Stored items
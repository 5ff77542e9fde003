//! # Tests Module
//!
//! Integration tests for the remixer HTTP surface. Each test builds the real
//! router around a controller whose generator, clipboard and share opener are
//! in-memory fakes, then drives it with `tower::ServiceExt::oneshot`.

use crate::{
    controller::{Phase, RemixController},
    handlers::{build_router, handle_health},
    test_support::{
        FailingGenerator, GatedGenerator, RecordingClipboard, RecordingOpener, ScriptedGenerator,
    },
    TextGenerator, GENERIC_FAILURE_MESSAGE,
};
use axum::{
    body::Body,
    http::{header, Request, StatusCode},
    response::{Json, Response},
    Router,
};
use http_body_util::BodyExt;
use serde_json::Value;
use std::sync::atomic::Ordering;
use std::sync::Arc;
use tower::ServiceExt;

struct TestApp {
    controller: Arc<RemixController>,
    clipboard: Arc<RecordingClipboard>,
    opener: Arc<RecordingOpener>,
}

impl TestApp {
    fn new(generator: Arc<dyn TextGenerator>) -> Self {
        let clipboard = Arc::new(RecordingClipboard::default());
        let opener = Arc::new(RecordingOpener::default());
        let controller = Arc::new(RemixController::new(
            generator,
            clipboard.clone(),
            opener.clone(),
        ));
        Self {
            controller,
            clipboard,
            opener,
        }
    }

    fn router(&self) -> Router {
        build_router(Arc::clone(&self.controller))
    }
}

fn form_request(uri: &str, fields: &[(&str, &str)]) -> Request<Body> {
    Request::builder()
        .uri(uri)
        .method("POST")
        .header(header::CONTENT_TYPE, "application/x-www-form-urlencoded")
        .body(Body::from(serde_urlencoded::to_string(fields).unwrap()))
        .unwrap()
}

fn json_request(uri: &str, body: Value) -> Request<Body> {
    Request::builder()
        .uri(uri)
        .method("POST")
        .header(header::CONTENT_TYPE, "application/json")
        .body(Body::from(body.to_string()))
        .unwrap()
}

fn get_request(uri: &str) -> Request<Body> {
    Request::builder()
        .uri(uri)
        .method("GET")
        .body(Body::empty())
        .unwrap()
}

async fn body_string(response: Response) -> String {
    let body = response.into_body().collect().await.unwrap().to_bytes();
    String::from_utf8(body.to_vec()).unwrap()
}

async fn body_json(response: Response) -> Value {
    serde_json::from_str(&body_string(response).await).unwrap()
}

/// Tests the health endpoint handler function directly.
#[tokio::test]
async fn test_handle_health() {
    let Json(json_response) = handle_health().await;
    assert_eq!(json_response["status"], "healthy");
    assert_eq!(json_response["service"], "remixer");
}

/// Integration test for the health endpoint (GET /health).
#[tokio::test]
async fn test_health_endpoint() {
    let app = TestApp::new(Arc::new(ScriptedGenerator::new("")));

    let response = app.router().oneshot(get_request("/health")).await.unwrap();
    assert_eq!(response.status(), StatusCode::OK);

    let json_response = body_json(response).await;
    assert_eq!(json_response["status"], "healthy");
}

/// The empty page shows the form and the default tweet-mode button label.
#[tokio::test]
async fn test_root_renders_form() {
    let app = TestApp::new(Arc::new(ScriptedGenerator::new("")));

    let response = app.router().oneshot(get_request("/")).await.unwrap();
    assert_eq!(response.status(), StatusCode::OK);

    let page = body_string(response).await;
    assert!(page.contains("Content Remixer"));
    assert!(page.contains("Generate Tweet Variations"));
    assert!(!page.contains("Version 1"));
}

/// A form submission redirects back to the page, which then lists the tweets.
#[tokio::test]
async fn test_form_submission_renders_tweets() {
    let generator = Arc::new(ScriptedGenerator::new(
        "Sure!\nTweet 1: Rust is fast\nTweet 2: Rust is safe\nTweet 3: Rust is fun",
    ));
    let app = TestApp::new(generator.clone());

    let response = app
        .router()
        .oneshot(form_request(
            "/remix",
            &[("text", "Rust is great"), ("mode", "tweets")],
        ))
        .await
        .unwrap();
    assert_eq!(response.status(), StatusCode::SEE_OTHER);
    assert_eq!(response.headers()[header::LOCATION], "/");

    let page = body_string(app.router().oneshot(get_request("/")).await.unwrap()).await;
    assert!(page.contains("Version 3"));
    assert!(!page.contains("Version 4"));
    assert!(page.contains("Rust is safe"));
    assert!(page.contains("12/280 characters"));
    assert!(page.contains(">Rust is great</textarea>"));
    assert_eq!(generator.calls.load(Ordering::SeqCst), 1);
}

/// Blank input is a no-op: no generator call and no state change.
#[tokio::test]
async fn test_blank_submission_is_ignored() {
    let generator = Arc::new(ScriptedGenerator::new("Tweet 1: unused"));
    let app = TestApp::new(generator.clone());

    let response = app
        .router()
        .oneshot(form_request("/remix", &[("text", "   \n  ")]))
        .await
        .unwrap();
    assert_eq!(response.status(), StatusCode::SEE_OTHER);
    assert_eq!(generator.calls.load(Ordering::SeqCst), 0);

    let state = app.controller.snapshot().await;
    assert_eq!(state.phase, Phase::Idle);
    assert!(state.result.is_none());
}

/// A failed generation shows only the generic message on the page.
#[tokio::test]
async fn test_generation_failure_shows_generic_error() {
    let app = TestApp::new(Arc::new(FailingGenerator));

    let response = app
        .router()
        .oneshot(form_request("/remix", &[("text", "hello"), ("mode", "single")]))
        .await
        .unwrap();
    assert_eq!(response.status(), StatusCode::SEE_OTHER);

    let page = body_string(app.router().oneshot(get_request("/")).await.unwrap()).await;
    assert!(page.contains(GENERIC_FAILURE_MESSAGE));
    assert!(page.contains(">Remix</button>"));
}

/// JSON API returns the formatted single-mode result unchanged.
#[tokio::test]
async fn test_api_remix_single_mode() {
    let app = TestApp::new(Arc::new(ScriptedGenerator::new(
        "  A remixed paragraph.\n",
    )));

    let response = app
        .router()
        .oneshot(json_request(
            "/api/remix",
            serde_json::json!({"text": "a paragraph", "mode": "single"}),
        ))
        .await
        .unwrap();
    assert_eq!(response.status(), StatusCode::OK);

    let json_response = body_json(response).await;
    assert_eq!(json_response["status"], "success");
    assert_eq!(json_response["result"]["kind"], "single_text");
    assert_eq!(json_response["result"]["value"], "  A remixed paragraph.\n");
}

/// JSON API maps blank input and generation failures to error statuses.
#[tokio::test]
async fn test_api_remix_errors() {
    let app = TestApp::new(Arc::new(FailingGenerator));

    let response = app
        .router()
        .oneshot(json_request("/api/remix", serde_json::json!({"text": " "})))
        .await
        .unwrap();
    assert_eq!(response.status(), StatusCode::BAD_REQUEST);

    let response = app
        .router()
        .oneshot(json_request("/api/remix", serde_json::json!({"text": "hi"})))
        .await
        .unwrap();
    assert_eq!(response.status(), StatusCode::BAD_GATEWAY);
    let json_response = body_json(response).await;
    assert_eq!(json_response["status"], "error");
    assert_eq!(json_response["message"], GENERIC_FAILURE_MESSAGE);

    let state = body_json(app.router().oneshot(get_request("/api/state")).await.unwrap()).await;
    assert_eq!(state["phase"], "failed");
    assert_eq!(state["error"], GENERIC_FAILURE_MESSAGE);
}

/// A second form submission while one is in flight sends the user back to
/// the loading page, while the JSON API reports 409.
#[tokio::test]
async fn test_busy_submission_conflicts() {
    let generator = Arc::new(GatedGenerator::new("Tweet 1: finally"));
    let app = TestApp::new(generator.clone());

    let first = {
        let router = app.router();
        tokio::spawn(async move {
            router
                .oneshot(form_request("/remix", &[("text", "first")]))
                .await
                .unwrap()
        })
    };
    while !app.controller.snapshot().await.is_loading() {
        tokio::task::yield_now().await;
    }

    let page = body_string(app.router().oneshot(get_request("/")).await.unwrap()).await;
    assert!(page.contains("Remixing..."));

    let response = app
        .router()
        .oneshot(form_request("/remix", &[("text", "second")]))
        .await
        .unwrap();
    assert_eq!(response.status(), StatusCode::SEE_OTHER);
    assert_eq!(response.headers()[header::LOCATION], "/");

    let response = app
        .router()
        .oneshot(json_request(
            "/api/remix",
            serde_json::json!({"text": "second"}),
        ))
        .await
        .unwrap();
    assert_eq!(response.status(), StatusCode::CONFLICT);

    generator.release();
    assert_eq!(first.await.unwrap().status(), StatusCode::SEE_OTHER);
    assert_eq!(generator.calls.load(Ordering::SeqCst), 1);
    assert_eq!(app.controller.snapshot().await.phase, Phase::Success);
}

/// Copy writes the tweet to the clipboard and the page shows "Copied!".
#[tokio::test]
async fn test_copy_action() {
    let app = TestApp::new(Arc::new(ScriptedGenerator::new(
        "Tweet 1: one\nTweet 2: two",
    )));
    app.controller
        .submit("numbers", crate::RemixMode::MultiTweet)
        .await
        .unwrap();

    let response = app
        .router()
        .oneshot(form_request("/tweets/1/copy", &[]))
        .await
        .unwrap();
    assert_eq!(response.status(), StatusCode::SEE_OTHER);
    assert_eq!(app.clipboard.written(), vec!["two".to_string()]);

    let page = body_string(app.router().oneshot(get_request("/")).await.unwrap()).await;
    assert!(page.contains("Copied!"));
}

/// Share opens the intent URL with the tweet text encoded.
#[tokio::test]
async fn test_share_action() {
    let app = TestApp::new(Arc::new(ScriptedGenerator::new("Tweet 1: ship it #rust")));
    app.controller
        .submit("release", crate::RemixMode::MultiTweet)
        .await
        .unwrap();

    let response = app
        .router()
        .oneshot(form_request("/tweets/0/share", &[]))
        .await
        .unwrap();
    assert_eq!(response.status(), StatusCode::SEE_OTHER);
    assert_eq!(
        app.opener.opened(),
        vec!["https://twitter.com/intent/tweet?text=ship%20it%20%23rust".to_string()]
    );
}

/// Actions on tweets that are not displayed return 404.
#[tokio::test]
async fn test_action_on_missing_tweet() {
    let app = TestApp::new(Arc::new(ScriptedGenerator::new("Tweet 1: only one")));

    let response = app
        .router()
        .oneshot(form_request("/tweets/0/copy", &[]))
        .await
        .unwrap();
    assert_eq!(response.status(), StatusCode::NOT_FOUND);

    app.controller
        .submit("text", crate::RemixMode::MultiTweet)
        .await
        .unwrap();
    let response = app
        .router()
        .oneshot(form_request("/tweets/4/share", &[]))
        .await
        .unwrap();
    assert_eq!(response.status(), StatusCode::NOT_FOUND);
    assert!(app.opener.opened().is_empty());
}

→ **INSTRUCTIONS TO FOLLOW**: Report each line in the data that holds the word "crate".

→ **RESPONSE BOX**:
use crate::{
        .submit("numbers", crate::RemixMode::MultiTweet)
        .submit("release", crate::RemixMode::MultiTweet)
        .submit("text", crate::RemixMode::MultiTweet)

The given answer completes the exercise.